Very much so. There's a very strong belief that anything bad that happens to someone outside their circle, the "other" happened because they deserved it, for being too different. Especially religious conservatives. During the AIDS crisis, conservatives insisted that it only affected Gay people, and was therefore G-D's judgement on their "lifestyle". When it comes to charity for the poor, they're happy to help out someone in their circle, someone they know or who is otherwise close to them (friend of a friend) or a member in one of their groups (churches, fraternal organizations, etc.); but for the poor in the abstract, there's a feeling of "they're poor because they're lazy", especially when it comes to minorities.
That highlighted part has not been my experience. In some cases, yes, that does happen, people re-examine their beliefs; but more often than not, they entrench, double-down on those beliefs. That's why LGBTQ youths are many times more likely to be abused, or to become homeless, than heterosexual, cisgendered youths. Had I understood as a teen I was trans, and had come out to my parents, I have no doubt I would have been severely beaten, probably forced into some sort of religious "conversion therapy" program, and/or forcibly ejected from my home. That's a common experience for far too many LGBTQ teens.

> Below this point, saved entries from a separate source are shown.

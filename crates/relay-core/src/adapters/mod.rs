//! Storage adapters for the record store traits.
//!
//! Only the in-memory implementations live here; a database-backed adapter
//! would implement the same traits in its own crate.

mod memory;

pub use memory::{InMemoryMessageStore, InMemoryWebhookStore};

Back when I was young, interracial marriage was still highly controversial in much of the US. I have several friends who were threatened by their parents for dating someone of the wrong ethnic heritage as teenagers, including one who was thrown out and disowned.
Conservatives are all too ready to turn that hostility onto their own children, if their children dare to violate social norms. There is something about the conservative mindset that also sets itself at odds with empathy, and often overrules it.